• _Collected data entries_:

---

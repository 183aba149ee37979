use crate::components::imports::*;

#[derive(Properties, PartialEq)]
pub struct Props {
    #[prop_or_default]
    pub children: Children,
}

#[styled_component]
pub fn DefaultStyling(props: &Props) -> Html {
    let global_style = css!(
        "
            body {
                margin: 0;
                font-family: ${font};
                background-color: rgb(245 246 250);
                color: rgb(33 37 41);
            }

            button:disabled {
                opacity: 0.5;
                cursor: not-allowed;
            }
        ",
        font = "system-ui, sans-serif",
    );

    html! {
        <>
            <Global css={global_style}/>
            { for props.children.iter() }
        </>
    }
}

---

• _What you need to do_: Leave out every line before the one containing "#[prop_or_default]". Transcribe that line and all lines after it through the end of the data above, exactly.

• _Expected output_:
    #[prop_or_default]
    pub children: Children,
}

#[styled_component]
pub fn DefaultStyling(props: &Props) -> Html {
    let global_style = css!(
        "
            body {
                margin: 0;
                font-family: ${font};
                background-color: rgb(245 246 250);
                color: rgb(33 37 41);
            }

            button:disabled {
                opacity: 0.5;
                cursor: not-allowed;
            }
        ",
        font = "system-ui, sans-serif",
    );

    html! {
        <>
            <Global css={global_style}/>
            { for props.children.iter() }
        </>
    }
}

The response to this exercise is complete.